(Saved data entries)
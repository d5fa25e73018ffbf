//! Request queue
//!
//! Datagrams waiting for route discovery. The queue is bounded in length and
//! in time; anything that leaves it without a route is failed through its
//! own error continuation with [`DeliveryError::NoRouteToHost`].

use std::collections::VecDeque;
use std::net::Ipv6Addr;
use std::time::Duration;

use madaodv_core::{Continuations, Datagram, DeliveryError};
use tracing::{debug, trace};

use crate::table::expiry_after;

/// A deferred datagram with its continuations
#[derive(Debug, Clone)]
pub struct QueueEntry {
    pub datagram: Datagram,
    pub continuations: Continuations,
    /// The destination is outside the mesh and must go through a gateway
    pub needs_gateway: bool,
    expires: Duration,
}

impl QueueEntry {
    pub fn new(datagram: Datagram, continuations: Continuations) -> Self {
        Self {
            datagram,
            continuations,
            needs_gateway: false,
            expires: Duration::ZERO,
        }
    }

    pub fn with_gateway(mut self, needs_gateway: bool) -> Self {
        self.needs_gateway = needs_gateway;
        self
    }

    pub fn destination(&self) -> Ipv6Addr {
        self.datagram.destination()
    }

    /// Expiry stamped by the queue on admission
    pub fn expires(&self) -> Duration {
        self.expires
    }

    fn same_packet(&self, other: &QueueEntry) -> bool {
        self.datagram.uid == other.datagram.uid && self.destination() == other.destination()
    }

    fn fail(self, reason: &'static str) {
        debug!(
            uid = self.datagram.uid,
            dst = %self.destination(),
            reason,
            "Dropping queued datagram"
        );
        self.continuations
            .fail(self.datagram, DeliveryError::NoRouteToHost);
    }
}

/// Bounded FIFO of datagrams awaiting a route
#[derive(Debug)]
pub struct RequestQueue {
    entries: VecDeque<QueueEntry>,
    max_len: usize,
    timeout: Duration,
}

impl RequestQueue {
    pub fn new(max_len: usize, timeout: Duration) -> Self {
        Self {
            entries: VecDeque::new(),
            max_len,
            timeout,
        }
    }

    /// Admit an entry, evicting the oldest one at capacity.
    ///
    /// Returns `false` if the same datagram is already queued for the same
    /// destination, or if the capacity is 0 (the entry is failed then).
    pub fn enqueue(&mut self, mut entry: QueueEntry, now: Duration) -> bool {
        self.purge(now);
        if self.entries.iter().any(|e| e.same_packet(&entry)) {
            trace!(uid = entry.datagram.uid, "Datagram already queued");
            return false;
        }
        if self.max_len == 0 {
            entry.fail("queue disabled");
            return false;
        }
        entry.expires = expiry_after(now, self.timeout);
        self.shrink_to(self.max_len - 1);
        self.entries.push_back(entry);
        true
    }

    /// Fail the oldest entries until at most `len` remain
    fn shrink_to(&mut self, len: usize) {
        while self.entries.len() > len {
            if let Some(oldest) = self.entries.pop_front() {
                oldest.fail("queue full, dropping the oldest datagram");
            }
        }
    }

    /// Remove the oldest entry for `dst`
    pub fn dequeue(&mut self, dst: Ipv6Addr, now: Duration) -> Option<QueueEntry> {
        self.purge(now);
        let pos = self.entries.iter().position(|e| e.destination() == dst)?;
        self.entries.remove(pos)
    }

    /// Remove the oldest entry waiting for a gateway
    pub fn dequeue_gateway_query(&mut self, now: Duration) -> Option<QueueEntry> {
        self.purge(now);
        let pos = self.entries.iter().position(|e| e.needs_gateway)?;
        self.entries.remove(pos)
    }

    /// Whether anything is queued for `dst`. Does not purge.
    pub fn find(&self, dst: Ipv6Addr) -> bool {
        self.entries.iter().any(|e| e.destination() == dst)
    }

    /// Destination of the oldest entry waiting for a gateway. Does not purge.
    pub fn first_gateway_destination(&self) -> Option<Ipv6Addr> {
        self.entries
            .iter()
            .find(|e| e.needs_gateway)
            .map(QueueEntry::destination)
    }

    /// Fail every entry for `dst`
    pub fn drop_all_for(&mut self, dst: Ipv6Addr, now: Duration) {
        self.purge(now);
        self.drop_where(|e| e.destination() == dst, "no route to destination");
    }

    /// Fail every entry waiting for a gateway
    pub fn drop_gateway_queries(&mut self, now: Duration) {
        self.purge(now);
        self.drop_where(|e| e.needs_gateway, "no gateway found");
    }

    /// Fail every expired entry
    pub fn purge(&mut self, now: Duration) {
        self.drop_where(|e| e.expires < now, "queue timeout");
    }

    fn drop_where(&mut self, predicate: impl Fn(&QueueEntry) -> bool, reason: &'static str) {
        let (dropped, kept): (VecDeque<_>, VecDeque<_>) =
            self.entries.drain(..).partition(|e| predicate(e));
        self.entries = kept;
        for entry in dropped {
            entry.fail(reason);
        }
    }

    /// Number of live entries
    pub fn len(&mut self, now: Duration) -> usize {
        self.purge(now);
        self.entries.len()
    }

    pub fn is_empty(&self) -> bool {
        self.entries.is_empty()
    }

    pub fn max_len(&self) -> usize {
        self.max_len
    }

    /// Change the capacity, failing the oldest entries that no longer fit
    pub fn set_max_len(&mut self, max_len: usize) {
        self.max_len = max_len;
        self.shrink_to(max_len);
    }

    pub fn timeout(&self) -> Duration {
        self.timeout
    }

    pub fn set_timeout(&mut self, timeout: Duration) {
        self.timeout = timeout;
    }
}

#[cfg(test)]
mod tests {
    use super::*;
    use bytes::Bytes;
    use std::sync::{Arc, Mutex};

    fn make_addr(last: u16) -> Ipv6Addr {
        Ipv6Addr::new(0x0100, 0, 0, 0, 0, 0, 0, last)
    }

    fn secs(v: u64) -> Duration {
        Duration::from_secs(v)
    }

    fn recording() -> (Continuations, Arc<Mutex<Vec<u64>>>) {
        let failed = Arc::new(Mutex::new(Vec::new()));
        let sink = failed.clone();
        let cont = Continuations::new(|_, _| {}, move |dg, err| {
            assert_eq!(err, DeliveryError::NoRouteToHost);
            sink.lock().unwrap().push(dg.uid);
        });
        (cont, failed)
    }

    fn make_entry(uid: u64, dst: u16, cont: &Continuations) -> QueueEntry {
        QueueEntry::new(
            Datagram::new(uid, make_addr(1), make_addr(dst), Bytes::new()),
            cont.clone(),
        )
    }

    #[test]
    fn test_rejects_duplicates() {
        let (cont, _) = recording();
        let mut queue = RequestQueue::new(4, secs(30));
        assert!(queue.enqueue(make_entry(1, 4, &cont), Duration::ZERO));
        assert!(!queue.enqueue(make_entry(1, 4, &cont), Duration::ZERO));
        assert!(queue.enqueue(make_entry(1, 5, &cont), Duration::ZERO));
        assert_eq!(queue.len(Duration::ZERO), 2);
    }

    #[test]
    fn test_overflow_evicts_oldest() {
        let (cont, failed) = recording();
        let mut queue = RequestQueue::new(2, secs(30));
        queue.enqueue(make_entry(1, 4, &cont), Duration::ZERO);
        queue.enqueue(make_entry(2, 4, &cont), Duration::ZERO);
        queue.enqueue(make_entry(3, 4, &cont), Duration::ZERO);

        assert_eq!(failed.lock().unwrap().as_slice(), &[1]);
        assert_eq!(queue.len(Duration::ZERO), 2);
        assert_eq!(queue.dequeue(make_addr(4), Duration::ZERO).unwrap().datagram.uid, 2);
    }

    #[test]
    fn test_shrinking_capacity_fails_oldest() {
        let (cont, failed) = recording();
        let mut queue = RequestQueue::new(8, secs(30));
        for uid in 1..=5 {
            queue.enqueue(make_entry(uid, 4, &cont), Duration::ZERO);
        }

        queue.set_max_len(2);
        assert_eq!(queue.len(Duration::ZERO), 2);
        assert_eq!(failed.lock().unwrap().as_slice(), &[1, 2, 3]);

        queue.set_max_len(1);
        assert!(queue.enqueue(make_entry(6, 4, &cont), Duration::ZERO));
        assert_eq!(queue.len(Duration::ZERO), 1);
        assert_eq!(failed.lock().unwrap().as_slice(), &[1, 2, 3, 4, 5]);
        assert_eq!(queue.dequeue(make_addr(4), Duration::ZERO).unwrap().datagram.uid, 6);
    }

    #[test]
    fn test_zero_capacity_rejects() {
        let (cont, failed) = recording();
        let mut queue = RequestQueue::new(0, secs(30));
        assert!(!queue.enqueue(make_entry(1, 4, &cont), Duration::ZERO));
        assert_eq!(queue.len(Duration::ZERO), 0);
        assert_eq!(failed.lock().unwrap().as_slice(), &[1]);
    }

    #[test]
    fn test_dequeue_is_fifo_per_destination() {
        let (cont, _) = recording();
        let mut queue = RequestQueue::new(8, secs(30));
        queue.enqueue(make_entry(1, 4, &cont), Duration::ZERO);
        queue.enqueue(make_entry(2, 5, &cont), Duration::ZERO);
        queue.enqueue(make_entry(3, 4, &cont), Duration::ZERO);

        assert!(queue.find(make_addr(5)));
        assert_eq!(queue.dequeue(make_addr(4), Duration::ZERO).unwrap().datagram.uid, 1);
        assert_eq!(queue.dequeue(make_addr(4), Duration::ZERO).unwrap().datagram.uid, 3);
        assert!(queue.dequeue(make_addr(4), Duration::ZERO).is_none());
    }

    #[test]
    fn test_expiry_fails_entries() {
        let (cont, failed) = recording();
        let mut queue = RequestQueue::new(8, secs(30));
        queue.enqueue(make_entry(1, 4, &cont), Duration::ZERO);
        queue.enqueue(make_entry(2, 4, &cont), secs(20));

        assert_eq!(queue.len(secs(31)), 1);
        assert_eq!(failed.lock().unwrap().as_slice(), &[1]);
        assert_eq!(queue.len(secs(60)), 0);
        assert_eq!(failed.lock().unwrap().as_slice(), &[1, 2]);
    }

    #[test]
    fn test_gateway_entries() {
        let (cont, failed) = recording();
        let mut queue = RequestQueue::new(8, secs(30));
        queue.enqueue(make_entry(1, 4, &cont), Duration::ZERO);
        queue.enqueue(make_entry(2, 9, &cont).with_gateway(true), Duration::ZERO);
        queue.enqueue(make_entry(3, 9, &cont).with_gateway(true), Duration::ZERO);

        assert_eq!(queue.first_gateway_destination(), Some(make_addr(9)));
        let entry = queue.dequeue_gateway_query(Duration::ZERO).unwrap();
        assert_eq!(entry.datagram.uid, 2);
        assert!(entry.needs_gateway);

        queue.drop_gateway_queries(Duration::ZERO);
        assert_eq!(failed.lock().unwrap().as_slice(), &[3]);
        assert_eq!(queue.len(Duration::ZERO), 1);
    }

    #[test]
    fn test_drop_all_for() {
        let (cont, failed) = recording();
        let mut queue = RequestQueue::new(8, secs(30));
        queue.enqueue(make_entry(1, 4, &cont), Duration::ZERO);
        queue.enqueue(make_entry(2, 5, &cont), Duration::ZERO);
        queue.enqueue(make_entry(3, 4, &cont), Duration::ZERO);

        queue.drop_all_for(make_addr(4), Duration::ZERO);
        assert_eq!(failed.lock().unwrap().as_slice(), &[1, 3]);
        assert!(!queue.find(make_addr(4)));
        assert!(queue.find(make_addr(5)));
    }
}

- _WORK TASK_: Every line in the entries above that mentions the word "predicate" must be shown.

- _ANSWER FOR THE TASK_:
    fn drop_where(&mut self, predicate: impl Fn(&QueueEntry) -> bool, reason: &'static str) {
            self.entries.drain(..).partition(|e| predicate(e));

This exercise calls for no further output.